## Task objective
Beginning with the line that contains "let mut style = layout.clone();", copy each remaining line of the data below exactly.

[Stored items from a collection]
────────────────────────────────────────

impl Block {
    pub fn new() -> Self {
        Self::default()
    }

    pub fn m(mut self, value: impl Into<Spacing>) -> Self {
        self.margin.all = Some(value.into());
        self
    }

    pub fn mx(mut self, value: impl Into<Spacing>) -> Self {
        self.margin.x = Some(value.into());
        self
    }

    pub fn my(mut self, value: impl Into<Spacing>) -> Self {
        self.margin.y = Some(value.into());
        self
    }

    pub fn mt(mut self, value: impl Into<Spacing>) -> Self {
        self.margin.top = Some(value.into());
        self
    }

    pub fn mr(mut self, value: impl Into<Spacing>) -> Self {
        self.margin.right = Some(value.into());
        self
    }

    pub fn mb(mut self, value: impl Into<Spacing>) -> Self {
        self.margin.bottom = Some(value.into());
        self
    }

    pub fn ml(mut self, value: impl Into<Spacing>) -> Self {
        self.margin.left = Some(value.into());
        self
    }

    pub fn p(mut self, value: impl Into<Spacing>) -> Self {
        self.padding.all = Some(value.into());
        self
    }

    pub fn px(mut self, value: impl Into<Spacing>) -> Self {
        self.padding.x = Some(value.into());
        self
    }

    pub fn py(mut self, value: impl Into<Spacing>) -> Self {
        self.padding.y = Some(value.into());
        self
    }

    pub fn pt(mut self, value: impl Into<Spacing>) -> Self {
        self.padding.top = Some(value.into());
        self
    }

    pub fn pr(mut self, value: impl Into<Spacing>) -> Self {
        self.padding.right = Some(value.into());
        self
    }

    pub fn pb(mut self, value: impl Into<Spacing>) -> Self {
        self.padding.bottom = Some(value.into());
        self
    }

    pub fn pl(mut self, value: impl Into<Spacing>) -> Self {
        self.padding.left = Some(value.into());
        self
    }

    /// Background: a theme color path (`"background.paper"`) or a color
    pub fn bg(mut self, value: impl Into<ColorProp>) -> Self {
        self.bg = Some(value.into());
        self
    }

    /// Text color: a theme color path (`"text.secondary"`) or a color
    pub fn color(mut self, value: impl Into<ColorProp>) -> Self {
        self.color = Some(value.into());
        self
    }

    /// Border radius key (`"md"`) or raw CSS length
    pub fn radius(mut self, key: &str) -> Self {
        self.radius = Some(key.to_string());
        self
    }

    /// Shadow key (`"sm"`) or raw `box-shadow` value
    pub fn shadow(mut self, key: &str) -> Self {
        self.shadow = Some(key.to_string());
        self
    }

    pub fn width(mut self, value: &str) -> Self {
        self.width = Some(value.to_string());
        self
    }

    pub fn height(mut self, value: &str) -> Self {
        self.height = Some(value.to_string());
        self
    }

    /// Element tag (defaults to `div`)
    pub fn tag(mut self, tag: &str) -> Self {
        self.tag = tag.to_string();
        self
    }

    pub fn class(mut self, class: &str) -> Self {
        self.classes.push(class.to_string());
        self
    }

    pub fn test_id(mut self, id: &str) -> Self {
        self.test_id = Some(id.to_string());
        self
    }

    /// Raw declaration applied after the themed ones
    pub fn style(mut self, property: &str, value: impl Into<String>) -> Self {
        self.extra.insert(property, value);
        self
    }

    pub fn child(mut self, child: impl Into<Child>) -> Self {
        self.children.push(child.into());
        self
    }

    pub fn children<I, C>(mut self, children: I) -> Self
    where
        I: IntoIterator<Item = C>,
        C: Into<Child>,
    {
        self.children.extend(children.into_iter().map(Into::into));
        self
    }

    pub(crate) fn set_children(&mut self, children: Vec<Child>) {
        self.children = children;
    }

    pub(crate) fn take_children(&mut self) -> Vec<Child> {
        std::mem::take(&mut self.children)
    }

    /// Themed declarations of this block
    fn box_style(&self, theme: &Theme) -> Style {
        let mut style = Style::new();
        self.margin.apply("margin", theme, &mut style);
        self.padding.apply("padding", theme, &mut style);
        if let Some(bg) = &self.bg {
            style.insert("background-color", bg.resolve(theme).to_css());
        }
        if let Some(color) = &self.color {
            style.insert("color", color.resolve(theme).to_css());
        }
        if let Some(key) = &self.radius {
            style.insert("border-radius", shared::radius_css(theme, key));
        }
        if let Some(key) = &self.shadow {
            style.insert("box-shadow", shared::shadow_css(theme, key));
        }
        if let Some(width) = &self.width {
            style.insert("width", width.clone());
        }
        if let Some(height) = &self.height {
            style.insert("height", height.clone());
        }
        style
    }

    /// Build with a component class and layout declarations placed before
    /// the box declarations
    pub(crate) fn build_with(&self, cx: &BuildContext, component: &str, layout: &Style) -> Element {
        let theme = cx.theme();
        let mut style = layout.clone();
        style.merge(&self.box_style(&theme));
        style.merge(&self.extra);

        let mut element = el(self.tag.as_str()).class(class(component));
        for extra in &self.classes {
            element = element.class(extra.as_str());
        }
        element
            .attr_opt("data-testid", self.test_id.clone())
            .styles(&style)
            .children(build_children(&self.children, cx))
    }
}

────────────────────────────────────────

## Answer to this task
        let mut style = layout.clone();
        style.merge(&self.box_style(&theme));
        style.merge(&self.extra);

        let mut element = el(self.tag.as_str()).class(class(component));
        for extra in &self.classes {
            element = element.class(extra.as_str());
        }
        element
            .attr_opt("data-testid", self.test_id.clone())
            .styles(&style)
            .children(build_children(&self.children, cx))
    }
}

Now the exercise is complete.